DIRECTIONS: Each entry below needs to be copied exactly, with nothing dropped.
Start of RECORDS SHOWN
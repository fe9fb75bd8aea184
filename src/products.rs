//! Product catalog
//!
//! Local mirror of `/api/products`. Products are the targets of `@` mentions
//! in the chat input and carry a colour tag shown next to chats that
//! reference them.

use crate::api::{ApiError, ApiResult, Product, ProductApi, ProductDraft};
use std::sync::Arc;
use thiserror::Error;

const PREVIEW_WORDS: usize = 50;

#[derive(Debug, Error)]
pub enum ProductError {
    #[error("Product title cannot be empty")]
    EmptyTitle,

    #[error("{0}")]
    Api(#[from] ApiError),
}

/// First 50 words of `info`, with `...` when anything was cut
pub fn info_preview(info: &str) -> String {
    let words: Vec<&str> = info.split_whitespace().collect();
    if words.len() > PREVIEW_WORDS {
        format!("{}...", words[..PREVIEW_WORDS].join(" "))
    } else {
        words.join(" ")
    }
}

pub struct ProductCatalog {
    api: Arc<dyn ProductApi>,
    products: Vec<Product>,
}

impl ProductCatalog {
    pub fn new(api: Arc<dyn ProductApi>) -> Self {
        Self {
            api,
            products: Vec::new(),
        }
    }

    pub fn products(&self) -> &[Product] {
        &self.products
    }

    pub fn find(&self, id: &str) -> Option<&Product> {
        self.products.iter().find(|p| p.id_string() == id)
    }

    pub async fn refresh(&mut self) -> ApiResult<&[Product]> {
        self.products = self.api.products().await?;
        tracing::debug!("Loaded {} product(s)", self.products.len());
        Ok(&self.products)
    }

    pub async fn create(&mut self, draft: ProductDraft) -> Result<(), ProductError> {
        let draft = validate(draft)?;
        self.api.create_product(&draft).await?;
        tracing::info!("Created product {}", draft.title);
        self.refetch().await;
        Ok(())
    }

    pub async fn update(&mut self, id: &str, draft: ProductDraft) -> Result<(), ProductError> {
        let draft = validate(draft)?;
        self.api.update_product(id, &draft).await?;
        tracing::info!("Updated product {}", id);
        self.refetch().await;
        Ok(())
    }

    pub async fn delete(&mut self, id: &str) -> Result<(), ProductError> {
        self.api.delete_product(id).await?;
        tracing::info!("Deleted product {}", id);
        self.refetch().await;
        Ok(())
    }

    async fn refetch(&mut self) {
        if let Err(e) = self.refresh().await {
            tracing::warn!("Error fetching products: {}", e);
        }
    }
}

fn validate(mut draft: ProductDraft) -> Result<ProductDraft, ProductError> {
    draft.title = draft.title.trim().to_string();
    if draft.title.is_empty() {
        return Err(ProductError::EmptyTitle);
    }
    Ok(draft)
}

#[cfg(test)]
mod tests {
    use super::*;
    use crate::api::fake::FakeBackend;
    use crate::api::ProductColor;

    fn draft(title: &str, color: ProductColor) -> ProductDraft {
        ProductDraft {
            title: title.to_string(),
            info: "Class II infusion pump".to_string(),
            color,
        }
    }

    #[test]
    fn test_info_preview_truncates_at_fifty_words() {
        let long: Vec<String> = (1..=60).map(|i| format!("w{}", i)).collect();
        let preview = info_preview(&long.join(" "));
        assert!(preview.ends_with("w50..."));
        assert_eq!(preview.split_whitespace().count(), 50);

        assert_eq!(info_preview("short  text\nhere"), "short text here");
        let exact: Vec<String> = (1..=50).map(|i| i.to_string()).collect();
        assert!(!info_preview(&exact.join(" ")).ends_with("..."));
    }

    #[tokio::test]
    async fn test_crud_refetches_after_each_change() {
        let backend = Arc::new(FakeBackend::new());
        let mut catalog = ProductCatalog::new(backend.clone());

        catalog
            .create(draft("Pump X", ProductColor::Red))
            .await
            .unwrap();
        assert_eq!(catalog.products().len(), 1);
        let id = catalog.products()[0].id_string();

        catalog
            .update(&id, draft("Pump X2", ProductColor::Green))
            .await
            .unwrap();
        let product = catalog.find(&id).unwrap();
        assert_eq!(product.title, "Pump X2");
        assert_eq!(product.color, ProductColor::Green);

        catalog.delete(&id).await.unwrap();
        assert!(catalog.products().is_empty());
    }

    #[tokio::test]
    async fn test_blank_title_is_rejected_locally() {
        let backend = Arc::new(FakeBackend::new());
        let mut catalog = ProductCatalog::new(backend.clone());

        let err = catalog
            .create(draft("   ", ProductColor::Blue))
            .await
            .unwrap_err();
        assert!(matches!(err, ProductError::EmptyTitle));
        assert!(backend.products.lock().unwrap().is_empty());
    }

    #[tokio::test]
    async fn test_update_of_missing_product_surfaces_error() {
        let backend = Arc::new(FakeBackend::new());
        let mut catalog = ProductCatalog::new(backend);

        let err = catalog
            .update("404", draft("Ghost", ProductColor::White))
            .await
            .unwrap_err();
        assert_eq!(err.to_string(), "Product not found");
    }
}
End of RECORDS SHOWN
ANSWER TO THE EXERCISE:
repository fe9fb75bd8aea184
filename src/products.rs
//! Product catalog
//!
//! Local mirror of `/api/products`. Products are the targets of `@` mentions
//! in the chat input and carry a colour tag shown next to chats that
//! reference them.

use crate::api::{ApiError, ApiResult, Product, ProductApi, ProductDraft};
use std::sync::Arc;
use thiserror::Error;

const PREVIEW_WORDS: usize = 50;

#[derive(Debug, Error)]
pub enum ProductError {
    #[error("Product title cannot be empty")]
    EmptyTitle,

    #[error("{0}")]
    Api(#[from] ApiError),
}

/// First 50 words of `info`, with `...` when anything was cut
pub fn info_preview(info: &str) -> String {
    let words: Vec<&str> = info.split_whitespace().collect();
    if words.len() > PREVIEW_WORDS {
        format!("{}...", words[..PREVIEW_WORDS].join(" "))
    } else {
        words.join(" ")
    }
}

pub struct ProductCatalog {
    api: Arc<dyn ProductApi>,
    products: Vec<Product>,
}

impl ProductCatalog {
    pub fn new(api: Arc<dyn ProductApi>) -> Self {
        Self {
            api,
            products: Vec::new(),
        }
    }

    pub fn products(&self) -> &[Product] {
        &self.products
    }

    pub fn find(&self, id: &str) -> Option<&Product> {
        self.products.iter().find(|p| p.id_string() == id)
    }

    pub async fn refresh(&mut self) -> ApiResult<&[Product]> {
        self.products = self.api.products().await?;
        tracing::debug!("Loaded {} product(s)", self.products.len());
        Ok(&self.products)
    }

    pub async fn create(&mut self, draft: ProductDraft) -> Result<(), ProductError> {
        let draft = validate(draft)?;
        self.api.create_product(&draft).await?;
        tracing::info!("Created product {}", draft.title);
        self.refetch().await;
        Ok(())
    }

    pub async fn update(&mut self, id: &str, draft: ProductDraft) -> Result<(), ProductError> {
        let draft = validate(draft)?;
        self.api.update_product(id, &draft).await?;
        tracing::info!("Updated product {}", id);
        self.refetch().await;
        Ok(())
    }

    pub async fn delete(&mut self, id: &str) -> Result<(), ProductError> {
        self.api.delete_product(id).await?;
        tracing::info!("Deleted product {}", id);
        self.refetch().await;
        Ok(())
    }

    async fn refetch(&mut self) {
        if let Err(e) = self.refresh().await {
            tracing::warn!("Error fetching products: {}", e);
        }
    }
}

fn validate(mut draft: ProductDraft) -> Result<ProductDraft, ProductError> {
    draft.title = draft.title.trim().to_string();
    if draft.title.is_empty() {
        return Err(ProductError::EmptyTitle);
    }
    Ok(draft)
}

#[cfg(test)]
mod tests {
    use super::*;
    use crate::api::fake::FakeBackend;
    use crate::api::ProductColor;

    fn draft(title: &str, color: ProductColor) -> ProductDraft {
        ProductDraft {
            title: title.to_string(),
            info: "Class II infusion pump".to_string(),
            color,
        }
    }

    #[test]
    fn test_info_preview_truncates_at_fifty_words() {
        let long: Vec<String> = (1..=60).map(|i| format!("w{}", i)).collect();
        let preview = info_preview(&long.join(" "));
        assert!(preview.ends_with("w50..."));
        assert_eq!(preview.split_whitespace().count(), 50);

        assert_eq!(info_preview("short  text\nhere"), "short text here");
        let exact: Vec<String> = (1..=50).map(|i| i.to_string()).collect();
        assert!(!info_preview(&exact.join(" ")).ends_with("..."));
    }

    #[tokio::test]
    async fn test_crud_refetches_after_each_change() {
        let backend = Arc::new(FakeBackend::new());
        let mut catalog = ProductCatalog::new(backend.clone());

        catalog
            .create(draft("Pump X", ProductColor::Red))
            .await
            .unwrap();
        assert_eq!(catalog.products().len(), 1);
        let id = catalog.products()[0].id_string();

        catalog
            .update(&id, draft("Pump X2", ProductColor::Green))
            .await
            .unwrap();
        let product = catalog.find(&id).unwrap();
        assert_eq!(product.title, "Pump X2");
        assert_eq!(product.color, ProductColor::Green);

        catalog.delete(&id).await.unwrap();
        assert!(catalog.products().is_empty());
    }

    #[tokio::test]
    async fn test_blank_title_is_rejected_locally() {
        let backend = Arc::new(FakeBackend::new());
        let mut catalog = ProductCatalog::new(backend.clone());

        let err = catalog
            .create(draft("   ", ProductColor::Blue))
            .await
            .unwrap_err();
        assert!(matches!(err, ProductError::EmptyTitle));
        assert!(backend.products.lock().unwrap().is_empty());
    }

    #[tokio::test]
    async fn test_update_of_missing_product_surfaces_error() {
        let backend = Arc::new(FakeBackend::new());
        let mut catalog = ProductCatalog::new(backend);

        let err = catalog
            .update("404", draft("Ghost", ProductColor::White))
            .await
            .unwrap_err();
        assert_eq!(err.to_string(), "Product not found");
    }
}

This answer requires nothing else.